Bernadette is a long-term volunteer with NPN and currently chairs the Elementary School Parents & Kids Group. 

One of the great things about being involved in NPN is the opportunity to seek experts to help address problems we are having at home.  The recent big one for our elementary school child was the nightly struggle over homework.  It seems that it is the last thing anyone wanted to do.  Fatigue.  Inattention.  Boredom.  Oh, and that's just me!
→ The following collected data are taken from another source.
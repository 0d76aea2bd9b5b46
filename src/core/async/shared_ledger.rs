//! Thread-safe payout ledger for concurrent operators
//!
//! This module provides the `SharedLedger` struct, which stores payout
//! requests in a `DashMap` so that many tasks can transition different
//! requests at once.
//!
//! # Design
//!
//! Each transition runs while holding the request's map entry, so the status
//! check and the write happen together for that one record. Requests remember
//! the order they were first inserted in, and `find` returns that order, which
//! keeps listings and aggregation identical to the in-memory ledger.
//!
//! # Thread Safety
//!
//! - Concurrent transitions of different requests don't block each other
//! - Transitions of the same request are serialized by the entry lock
//! - Two operators racing to the same target both succeed (idempotent)

use crate::core::stage::StageFilter;
use crate::core::state_machine::{apply_transition, TransitionOrigin, TransitionOutcome};
use crate::core::traits::LedgerStore;
use crate::types::{BeneficiaryId, PayoutError, PayoutRequest, PayoutStatus, RequestId};
use chrono::Utc;
use dashmap::DashMap;
use std::sync::atomic::{AtomicU64, Ordering};

#[derive(Debug, Clone)]
struct Slot {
    /// Insertion sequence number, fixed on first insert
    seq: u64,
    request: PayoutRequest,
}

/// Thread-safe payout ledger
#[derive(Debug, Default)]
pub struct SharedLedger {
    /// Concurrent map of request id to stored record
    records: DashMap<RequestId, Slot>,

    next_seq: AtomicU64,
}

impl SharedLedger {
    /// Create a new empty SharedLedger
    pub fn new() -> Self {
        Self {
            records: DashMap::new(),
            next_seq: AtomicU64::new(0),
        }
    }

    /// Build a ledger from records in order
    pub fn from_requests<I>(requests: I) -> Self
    where
        I: IntoIterator<Item = PayoutRequest>,
    {
        let ledger = SharedLedger::new();
        for request in requests {
            ledger.insert(request);
        }
        ledger
    }

    /// Insert or replace a record (thread-safe)
    ///
    /// A replaced record keeps its original ledger position.
    pub fn insert(&self, request: PayoutRequest) -> PayoutRequest {
        let stored = request.clone();
        self.records
            .entry(request.id)
            .and_modify(|slot| slot.request = request.clone())
            .or_insert_with(|| Slot {
                seq: self.next_seq.fetch_add(1, Ordering::Relaxed),
                request,
            });
        stored
    }

    /// Get a record by id (cloned to avoid holding the entry lock)
    pub fn get(&self, id: RequestId) -> Option<PayoutRequest> {
        self.records.get(&id).map(|slot| slot.request.clone())
    }

    /// Beneficiary of a known record
    ///
    /// `None` if the id is unknown, `Some(None)` for an orphaned record.
    pub fn beneficiary_of(&self, id: RequestId) -> Option<Option<BeneficiaryId>> {
        self.records.get(&id).map(|slot| slot.request.beneficiary_id)
    }

    pub fn len(&self) -> usize {
        self.records.len()
    }

    pub fn is_empty(&self) -> bool {
        self.records.is_empty()
    }

    /// Update a record with a closure while holding its entry
    ///
    /// # Errors
    ///
    /// `NotFound` if the id is unknown, or whatever the closure returns.
    pub fn update<T, F>(&self, id: RequestId, f: F) -> Result<T, PayoutError>
    where
        F: FnOnce(&mut PayoutRequest) -> Result<T, PayoutError>,
    {
        match self.records.get_mut(&id) {
            Some(mut slot) => f(&mut slot.request),
            None => Err(PayoutError::not_found(id)),
        }
    }

    /// Transition a record atomically for that record
    pub fn transition(
        &self,
        id: RequestId,
        target: PayoutStatus,
        origin: TransitionOrigin,
    ) -> Result<PayoutRequest, PayoutError> {
        self.update(id, |request| {
            let from = request.status;
            if apply_transition(request, target, origin, Utc::now())? == TransitionOutcome::Applied {
                tracing::debug!(id, %from, to = %target, "transition applied");
            }
            Ok(request.clone())
        })
    }

    /// Records matching a predicate in ledger order
    fn collect_where<F>(&self, keep: F) -> Vec<PayoutRequest>
    where
        F: Fn(&PayoutRequest) -> bool,
    {
        let mut slots: Vec<Slot> = self
            .records
            .iter()
            .filter(|entry| keep(&entry.value().request))
            .map(|entry| entry.value().clone())
            .collect();
        slots.sort_by_key(|slot| slot.seq);
        slots.into_iter().map(|slot| slot.request).collect()
    }
}

impl LedgerStore for SharedLedger {
    fn find(&self, filter: &StageFilter) -> Vec<PayoutRequest> {
        self.collect_where(|request| filter.matches(request))
    }

    fn get(&self, id: RequestId) -> Option<PayoutRequest> {
        SharedLedger::get(self, id)
    }

    fn save(&mut self, request: PayoutRequest) -> PayoutRequest {
        self.insert(request)
    }

    fn all(&self) -> Vec<PayoutRequest> {
        self.collect_where(|_| true)
    }
}

#[cfg(test)]
mod tests {
    use super::*;
    use crate::types::Period;
    use rust_decimal::Decimal;
    use std::sync::Arc;

    fn request(id: RequestId, status: PayoutStatus) -> PayoutRequest {
        PayoutRequest::new(
            id,
            Some(id % 3),
            Decimal::new(1000, 2),
            Decimal::ZERO,
            Period::new(1, 2024),
            Utc::now(),
        )
        .with_status(status)
    }

    #[test]
    fn test_find_preserves_insertion_order() {
        let ledger = SharedLedger::from_requests(
            [9, 2, 7, 4].map(|id| request(id, PayoutStatus::Pending)),
        );
        let ids: Vec<RequestId> = ledger
            .find(&StageFilter::status(PayoutStatus::Pending))
            .iter()
            .map(|r| r.id)
            .collect();
        assert_eq!(ids, vec![9, 2, 7, 4]);
    }

    #[test]
    fn test_insert_replaces_in_place() {
        let ledger = SharedLedger::from_requests(vec![
            request(1, PayoutStatus::Pending),
            request(2, PayoutStatus::Pending),
        ]);
        ledger.insert(request(1, PayoutStatus::Rejected));

        let all = ledger.all();
        assert_eq!(all.len(), 2);
        assert_eq!(all[0].id, 1);
        assert_eq!(all[0].status, PayoutStatus::Rejected);
    }

    #[test]
    fn test_transition_and_not_found() {
        let ledger = SharedLedger::from_requests(vec![request(1, PayoutStatus::Pending)]);

        let updated = ledger
            .transition(1, PayoutStatus::Approved, TransitionOrigin::Operator)
            .unwrap();
        assert_eq!(updated.status, PayoutStatus::Approved);
        assert_eq!(
            ledger.transition(5, PayoutStatus::Approved, TransitionOrigin::Operator),
            Err(PayoutError::not_found(5))
        );
        assert_eq!(ledger.beneficiary_of(1), Some(Some(1)));
        assert_eq!(ledger.beneficiary_of(5), None);
    }

    #[test]
    fn test_concurrent_same_target_all_succeed() {
        use std::thread;

        let ledger = Arc::new(SharedLedger::from_requests(vec![request(
            1,
            PayoutStatus::Pending,
        )]));

        let handles: Vec<_> = (0..8)
            .map(|_| {
                let ledger = Arc::clone(&ledger);
                thread::spawn(move || {
                    ledger.transition(1, PayoutStatus::Approved, TransitionOrigin::Operator)
                })
            })
            .collect();

        for handle in handles {
            assert!(handle.join().unwrap().is_ok());
        }
        assert_eq!(ledger.get(1).unwrap().status, PayoutStatus::Approved);
    }
}
//! Payment destination types
//!
//! A payout destination is one of three shapes, each exported with its own
//! column layout. Modelling it as a tagged union keeps every exporter and
//! importer branch exhaustive.

use super::payout::BeneficiaryId;
use std::fmt;

/// Bank transfer destination
#[derive(Debug, Clone, PartialEq, Eq)]
pub struct BankDestination {
    pub account_name: String,
    pub account_number: String,
    pub bank_name: String,
    /// Sort code / routing number, when the bank requires one
    pub bank_code: Option<String>,
}

/// PayPal destination
#[derive(Debug, Clone, PartialEq, Eq)]
pub struct PayPalDestination {
    pub email: String,
}

/// Mobile-money destination
#[derive(Debug, Clone, PartialEq, Eq)]
pub struct MobileMoneyDestination {
    pub phone: String,
    pub provider: String,
}

/// Effective payout destination snapshot
#[derive(Debug, Clone, PartialEq, Eq)]
pub enum PaymentMethodSnapshot {
    Bank(BankDestination),
    PayPal(PayPalDestination),
    MobileMoney(MobileMoneyDestination),
}

impl PaymentMethodSnapshot {
    pub fn kind(&self) -> PaymentMethodKind {
        match self {
            PaymentMethodSnapshot::Bank(_) => PaymentMethodKind::Bank,
            PaymentMethodSnapshot::PayPal(_) => PaymentMethodKind::PayPal,
            PaymentMethodSnapshot::MobileMoney(_) => PaymentMethodKind::MobileMoney,
        }
    }
}

/// Discriminant of [`PaymentMethodSnapshot`], used to pick an export layout
#[derive(Debug, Clone, Copy, PartialEq, Eq, PartialOrd, Ord, Hash)]
pub enum PaymentMethodKind {
    Bank,
    PayPal,
    MobileMoney,
}

impl PaymentMethodKind {
    pub const ALL: [PaymentMethodKind; 3] = [
        PaymentMethodKind::Bank,
        PaymentMethodKind::PayPal,
        PaymentMethodKind::MobileMoney,
    ];

    pub fn as_str(self) -> &'static str {
        match self {
            PaymentMethodKind::Bank => "bank",
            PaymentMethodKind::PayPal => "paypal",
            PaymentMethodKind::MobileMoney => "mobile_money",
        }
    }

    pub fn parse(s: &str) -> Option<Self> {
        match s.trim().to_lowercase().as_str() {
            "bank" => Some(PaymentMethodKind::Bank),
            "paypal" => Some(PaymentMethodKind::PayPal),
            "mobile_money" | "mobile" => Some(PaymentMethodKind::MobileMoney),
            _ => None,
        }
    }
}

impl fmt::Display for PaymentMethodKind {
    fn fmt(&self, f: &mut fmt::Formatter<'_>) -> fmt::Result {
        f.write_str(self.as_str())
    }
}

/// Beneficiary directory entry
#[derive(Debug, Clone, PartialEq, Eq)]
pub struct Beneficiary {
    pub id: BeneficiaryId,
    pub name: String,
    pub email: String,
    /// Default payment method on file
    pub default_method: Option<PaymentMethodSnapshot>,
}

#[cfg(test)]
mod tests {
    use super::*;
    use rstest::rstest;

    #[rstest]
    #[case("bank", Some(PaymentMethodKind::Bank))]
    #[case("PayPal", Some(PaymentMethodKind::PayPal))]
    #[case("mobile", Some(PaymentMethodKind::MobileMoney))]
    #[case("mobile_money", Some(PaymentMethodKind::MobileMoney))]
    #[case("cheque", None)]
    fn test_kind_parse(#[case] input: &str, #[case] expected: Option<PaymentMethodKind>) {
        assert_eq!(PaymentMethodKind::parse(input), expected);
    }

    #[test]
    fn test_snapshot_kind() {
        let snapshot = PaymentMethodSnapshot::PayPal(PayPalDestination {
            email: "seller@example.com".to_string(),
        });
        assert_eq!(snapshot.kind(), PaymentMethodKind::PayPal);
    }
}
//! Concurrent bulk processing with beneficiary-based partitioning
//!
//! This module provides the `BulkProcessor` struct, which applies bulk
//! transitions and completion-report rows across tokio tasks, one task per
//! beneficiary.
//!
//! # Design
//!
//! Ids (or report rows) are partitioned by the beneficiary that owns them.
//! Partitions run concurrently; inside a partition items run sequentially in
//! input order. Results are reassembled in input order, so callers see the
//! same `BulkResult` / `ImportSummary` the sequential coordinator would
//! produce.
//!
//! # Architecture
//!
//! ```text
//! BulkProcessor
//!     └── Arc<SharedLedger>  (DashMap-backed, per-record locking)
//! ```

use std::collections::HashMap;
use std::sync::Arc;

use super::SharedLedger;
use crate::core::bulk::{dedup_ids, BulkResult};
use crate::core::reconciliation::{ImportSummary, ReportRow};
use crate::core::state_machine::TransitionOrigin;
use crate::types::{BeneficiaryId, PayoutError, PayoutStatus, RequestId};

/// Partition key: owning beneficiary, `None` for orphaned or unknown ids
type PartitionKey = Option<BeneficiaryId>;

/// Bulk processor with beneficiary-based partitioning
#[derive(Debug, Clone)]
pub struct BulkProcessor {
    /// Thread-safe ledger shared by every task
    ledger: Arc<SharedLedger>,
}

impl BulkProcessor {
    pub fn new(ledger: Arc<SharedLedger>) -> Self {
        Self { ledger }
    }

    pub fn ledger(&self) -> &Arc<SharedLedger> {
        &self.ledger
    }

    fn partition_key(&self, id: RequestId) -> PartitionKey {
        self.ledger.beneficiary_of(id).flatten()
    }

    /// Partition ids by owning beneficiary
    ///
    /// # Guarantees
    ///
    /// - Each id appears in exactly one partition
    /// - Ids within a partition keep their input order
    pub fn partition_by_beneficiary(
        &self,
        ids: &[RequestId],
    ) -> HashMap<PartitionKey, Vec<RequestId>> {
        let mut partitions: HashMap<PartitionKey, Vec<RequestId>> = HashMap::new();
        for &id in ids {
            partitions.entry(self.partition_key(id)).or_default().push(id);
        }
        partitions
    }

    /// Transition one partition's ids sequentially
    pub fn process_partition(
        &self,
        ids: &[RequestId],
        target: PayoutStatus,
        origin: TransitionOrigin,
    ) -> Vec<(RequestId, Result<(), PayoutError>)> {
        ids.iter()
            .map(|&id| {
                let result = self.ledger.transition(id, target, origin).map(|_| ());
                (id, result)
            })
            .collect()
    }

    /// Transition every id concurrently, one task per beneficiary
    ///
    /// Duplicate ids are processed once. Must be called from within a tokio
    /// runtime.
    pub async fn process_bulk(
        &self,
        ids: &[RequestId],
        target: PayoutStatus,
        origin: TransitionOrigin,
    ) -> BulkResult {
        let ids = dedup_ids(ids);
        let partitions = self.partition_by_beneficiary(&ids);

        let mut tasks = Vec::with_capacity(partitions.len());
        for (_beneficiary, members) in partitions {
            let processor = self.clone();
            tasks.push(tokio::spawn(async move {
                processor.process_partition(&members, target, origin)
            }));
        }

        let mut outcomes: HashMap<RequestId, Result<(), PayoutError>> = HashMap::new();
        for task in tasks {
            match task.await {
                Ok(results) => outcomes.extend(results),
                Err(e) => tracing::error!(error = %e, "bulk partition task panicked"),
            }
        }

        let mut result = BulkResult::default();
        for id in ids {
            let outcome = outcomes.remove(&id).unwrap_or_else(|| {
                Err(PayoutError::IoError {
                    message: format!("worker task for payout request {id} did not complete"),
                })
            });
            if let Err(e) = &outcome {
                tracing::warn!(id, to = %target, error = %e, "bulk item not applied");
            }
            result.record(id, outcome);
        }

        tracing::info!(
            to = %target,
            succeeded = result.succeeded.len(),
            failed = result.failed.len(),
            "concurrent bulk transition finished"
        );

        result
    }

    /// Apply a batch of report rows concurrently, one task per beneficiary
    ///
    /// Warnings keep report order. Rows for the same request always share a
    /// partition, so they apply in report order.
    pub async fn process_report_batch(
        &self,
        rows: Vec<Result<ReportRow, PayoutError>>,
    ) -> ImportSummary {
        let mut slots: Vec<Option<Result<(), PayoutError>>> = vec![None; rows.len()];
        let mut partitions: HashMap<PartitionKey, Vec<(usize, ReportRow)>> = HashMap::new();

        for (index, row) in rows.into_iter().enumerate() {
            match row {
                Ok(row) => partitions
                    .entry(self.partition_key(row.request_id))
                    .or_default()
                    .push((index, row)),
                Err(e) => slots[index] = Some(Err(e)),
            }
        }

        let mut tasks = Vec::with_capacity(partitions.len());
        for (_beneficiary, members) in partitions {
            let ledger = Arc::clone(&self.ledger);
            tasks.push(tokio::spawn(async move {
                members
                    .into_iter()
                    .map(|(index, row)| (index, apply_shared_row(&ledger, &row)))
                    .collect::<Vec<_>>()
            }));
        }

        for task in tasks {
            match task.await {
                Ok(results) => {
                    for (index, result) in results {
                        slots[index] = Some(result);
                    }
                }
                Err(e) => tracing::error!(error = %e, "report partition task panicked"),
            }
        }

        let mut summary = ImportSummary::default();
        for slot in slots {
            match slot.unwrap_or_else(|| {
                Err(PayoutError::IoError {
                    message: "report worker task did not complete".to_string(),
                })
            }) {
                Ok(()) => summary.applied += 1,
                Err(e) => {
                    tracing::warn!(error = %e, "report row not applied");
                    summary.warnings.push(e);
                }
            }
        }

        summary
    }
}

/// Apply one report row against the shared ledger
fn apply_shared_row(ledger: &SharedLedger, row: &ReportRow) -> Result<(), PayoutError> {
    ledger
        .transition(
            row.request_id,
            row.outcome.target_status(),
            TransitionOrigin::Reconciliation,
        )
        .map(|_| ())
        .map_err(|e| match e {
            PayoutError::NotFound { .. } => {
                PayoutError::import_row_mismatch(row.line, &row.request_id.to_string())
            }
            other => other,
        })
}
//! Payout request types for the Payout Engine
//!
//! This module defines the ledger record (`PayoutRequest`), its lifecycle
//! status, and the billing period a request covers.

use super::error::PayoutError;
use super::payment_method::PaymentMethodSnapshot;
use chrono::{DateTime, Utc};
use rust_decimal::Decimal;
use serde::{Deserialize, Serialize};
use std::fmt;
use std::str::FromStr;

/// Payout request identifier
pub type RequestId = u64;

/// Beneficiary (seller / creator) identifier
pub type BeneficiaryId = u64;

/// Lifecycle status of a payout request
///
/// The success path is `pending → approved → processing → paid`.
/// `paid`, `rejected` and `failed` are terminal.
#[derive(
    Debug, Clone, Copy, PartialEq, Eq, PartialOrd, Ord, Hash, Serialize, Deserialize,
)]
#[serde(rename_all = "snake_case")]
pub enum PayoutStatus {
    /// Awaiting operator review (the only status that is aggregated)
    Pending,

    /// Approved for the next payment run
    Approved,

    /// Exported to the payment provider, awaiting a completion report
    Processing,

    /// Settled by the payment provider
    Paid,

    /// The provider reported a failed transfer, or an operator failed it
    Failed,

    /// Refused by an operator
    Rejected,

    /// The provider (or export) could not resolve a payout destination
    ///
    /// Only the reconciliation codec moves a request into this status.
    PaymentMethodNotFound,
}

impl PayoutStatus {
    /// Every status, in lifecycle order
    pub const ALL: [PayoutStatus; 7] = [
        PayoutStatus::Pending,
        PayoutStatus::Approved,
        PayoutStatus::Processing,
        PayoutStatus::Paid,
        PayoutStatus::Failed,
        PayoutStatus::Rejected,
        PayoutStatus::PaymentMethodNotFound,
    ];

    /// Terminal statuses accept no further transition
    pub fn is_terminal(self) -> bool {
        matches!(
            self,
            PayoutStatus::Paid | PayoutStatus::Rejected | PayoutStatus::Failed
        )
    }

    /// Wire name used in CSV files and on the command line
    pub fn as_str(self) -> &'static str {
        match self {
            PayoutStatus::Pending => "pending",
            PayoutStatus::Approved => "approved",
            PayoutStatus::Processing => "processing",
            PayoutStatus::Paid => "paid",
            PayoutStatus::Failed => "failed",
            PayoutStatus::Rejected => "rejected",
            PayoutStatus::PaymentMethodNotFound => "payment_method_not_found",
        }
    }
}

impl fmt::Display for PayoutStatus {
    fn fmt(&self, f: &mut fmt::Formatter<'_>) -> fmt::Result {
        f.write_str(self.as_str())
    }
}

impl FromStr for PayoutStatus {
    type Err = PayoutError;

    fn from_str(s: &str) -> Result<Self, Self::Err> {
        let normalized = s.trim().to_lowercase();
        PayoutStatus::ALL
            .into_iter()
            .find(|status| status.as_str() == normalized)
            .ok_or_else(|| PayoutError::ParseError {
                line: None,
                message: format!("unknown payout status '{}'", s.trim()),
            })
    }
}

/// Billing period covered by a payout request
#[derive(Debug, Clone, Copy, PartialEq, Eq, PartialOrd, Ord, Hash, Serialize, Deserialize)]
pub struct Period {
    /// Calendar month (1-12)
    pub month: u32,

    /// Calendar year
    pub year: i32,
}

impl Period {
    pub fn new(month: u32, year: i32) -> Self {
        Period { month, year }
    }
}

impl fmt::Display for Period {
    fn fmt(&self, f: &mut fmt::Formatter<'_>) -> fmt::Result {
        write!(f, "{:04}-{:02}", self.year, self.month)
    }
}

/// Optional month / year filter supplied by an operator
///
/// Each component is matched independently; an absent component matches
/// every request.
#[derive(Debug, Clone, Copy, Default, PartialEq, Eq)]
pub struct PeriodFilter {
    pub month: Option<u32>,
    pub year: Option<i32>,
}

impl PeriodFilter {
    /// A filter that matches every period
    pub fn any() -> Self {
        Self::default()
    }

    /// A filter that matches exactly one period
    pub fn exact(period: Period) -> Self {
        PeriodFilter {
            month: Some(period.month),
            year: Some(period.year),
        }
    }

    pub fn is_empty(&self) -> bool {
        self.month.is_none() && self.year.is_none()
    }

    pub fn matches(&self, period: Period) -> bool {
        self.month.is_none_or(|month| month == period.month)
            && self.year.is_none_or(|year| year == period.year)
    }
}

/// One beneficiary's earnings for one billing period
///
/// Created upstream at `pending`; mutated only through the state machine or
/// the reconciliation import. Records are never deleted.
#[derive(Debug, Clone, PartialEq)]
pub struct PayoutRequest {
    /// Unique, immutable identifier
    pub id: RequestId,

    /// Owning beneficiary; absent for orphaned records
    pub beneficiary_id: Option<BeneficiaryId>,

    /// `solo_amount + collab_amount` at creation time
    pub total_amount: Decimal,

    /// Earnings from solo sales
    pub solo_amount: Decimal,

    /// Earnings from collaboration splits
    pub collab_amount: Decimal,

    /// Destination captured when the request was created
    pub payout_details: Option<PaymentMethodSnapshot>,

    pub status: PayoutStatus,

    pub period: Period,

    pub created_at: DateTime<Utc>,

    pub updated_at: DateTime<Utc>,
}

impl PayoutRequest {
    /// Create a new pending request with `total = solo + collab`
    pub fn new(
        id: RequestId,
        beneficiary_id: Option<BeneficiaryId>,
        solo_amount: Decimal,
        collab_amount: Decimal,
        period: Period,
        created_at: DateTime<Utc>,
    ) -> Self {
        PayoutRequest {
            id,
            beneficiary_id,
            total_amount: solo_amount + collab_amount,
            solo_amount,
            collab_amount,
            payout_details: None,
            status: PayoutStatus::Pending,
            period,
            created_at,
            updated_at: created_at,
        }
    }

    pub fn with_status(mut self, status: PayoutStatus) -> Self {
        self.status = status;
        self
    }

    pub fn with_payout_details(mut self, details: PaymentMethodSnapshot) -> Self {
        self.payout_details = Some(details);
        self
    }
}
//! Core business logic module
//!
//! This module contains the payout workflow components:
//! - `traits` - Storage and directory abstractions
//! - `ledger` / `directory` - In-memory implementations of those traits
//! - `stage` - Workflow stages and their ledger filters
//! - `state_machine` - Allowed status transitions and the transition operation
//! - `aggregation` - Grouping pending requests into per-beneficiary units
//! - `bulk` - Bulk transitions with per-item isolation
//! - `resolver` - Effective payment method resolution
//! - `reconciliation` - Export rows and completion-report import
//! - `stats` - Counts and totals for a request set
//! - `engine` - Orchestration of all of the above
//! - `async` - Concurrent implementations

pub mod aggregation;
pub mod r#async;
pub mod bulk;
pub mod directory;
pub mod engine;
pub mod ledger;
pub mod reconciliation;
pub mod resolver;
pub mod stage;
pub mod state_machine;
pub mod stats;
pub mod traits;

pub use aggregation::{aggregate, AggregatedPayoutUnit, AggregationOutcome};
pub use bulk::{BulkFailure, BulkResult};
pub use directory::InMemoryDirectory;
pub use engine::{AnnotatedRequest, AnnotatedUnit, ExportRun, PayoutEngine, StageListing};
pub use ledger::InMemoryLedger;
pub use r#async::{BulkProcessor, SharedLedger};
pub use reconciliation::{ExportBatch, ExportRow, ImportSummary, ReportRow, ReportedOutcome};
pub use resolver::{MethodSource, Resolution};
pub use stage::{Stage, StageFilter};
pub use state_machine::{TransitionOrigin, TransitionOutcome};
pub use stats::StatsSummary;
pub use traits::{BeneficiaryDirectory, LedgerStore};
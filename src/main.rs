//! Payout Engine CLI
//!
//! Command-line interface for reviewing, approving, exporting and reconciling
//! beneficiary payouts held in a CSV ledger snapshot.
//!
//! # Usage
//!
//! ```bash
//! cargo run -- --ledger ledger.csv --directory directory.csv list review > units.csv
//! cargo run -- --ledger ledger.csv approve-unit 42
//! cargo run -- --ledger ledger.csv bulk rejected 7 8 9
//! cargo run -- --ledger ledger.csv --directory directory.csv export --out-dir sheets/
//! cargo run -- --ledger ledger.csv --strategy async import report.csv
//! cargo run -- --ledger ledger.csv stats history --year 2024
//! ```
//!
//! Command results are written to stdout as CSV. Logs go to stderr; set
//! `RUST_LOG` (e.g. `RUST_LOG=debug`) to change the level.
//!
//! # Exit Codes
//!
//! - 0: Success (bulk and import commands succeed even when single items fail)
//! - 1: Error (file not found, unknown request, invalid transition, etc.)

use payout_engine::cli;
use std::process;
use tracing_subscriber::filter::LevelFilter;
use tracing_subscriber::EnvFilter;

fn main() {
    tracing_subscriber::fmt()
        .with_env_filter(
            EnvFilter::builder()
                .with_default_directive(LevelFilter::INFO.into())
                .from_env_lossy(),
        )
        .with_writer(std::io::stderr)
        .init();

    let args = cli::parse_args();

    let mut output = std::io::stdout().lock();
    if let Err(e) = cli::run(&args, &mut output) {
        tracing::error!(error = %e, "command failed");
        eprintln!("Error: {}", e);
        process::exit(1);
    }
}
Last month's Nurturing Wisdom program "Homework without Tears of Tantrums" offered a lot of good tips on how to get homework done without a nightly battle.  Here's what we learned, did in our household and how it has worked thus far:

  • Embrace routines.  Who knew that routines were still important once sleep issues were behind us?  Homework usually was slotted randomly in with everything else. Thanks to NW, our son and I talked about when he wanted to do homework.  Mom taking "never" off the table quickly, he decided that after a snack was the best time.  I found that if the snack remained at the dining room table and did not drift to another part of the house, that we could stick to this routine. Our current challenge is the weekends, when our evenings can range from family time to playdates.
  • Rejoice in mistakes.  Remember the old cliche "it is all a learning experience"? It is actually true!  A child (or adult for that matter) who isn't making mistakes isn't stretching themselves to learn new things.  We now begin every homework session with a pact to "make good mistakes".  Whereas before mistakes either meant that our son gave up or declared that he was stupid, now he just relaxes, thinks about a different approach, and has fun with trying new approaches.
  • Remember:  It is their homework, not yours.  In my efforts to be helpful, I was actually taking away our son's "ownership" of his own learning.  Now, he sits at the dining room table while I prepare dinner (Mom's opportunity to make lots of mistakes!), he reads aloud and then he works on his own without my constant hovering.  He seems to feel greater pride that he 1) chose his own homework time, 2) kept trying and 3) did it on his own.
  • Reinforce the value of the effort, not just the outcome.  Not all hard work results in the "right" answer.  Yet, it is the ability to work hard, come up with alternatives and persist which is the right approach to problems...be they reading, math or learning how to ride a bike.  I went from "look how smart you are" to "look at how hard you worked at that". 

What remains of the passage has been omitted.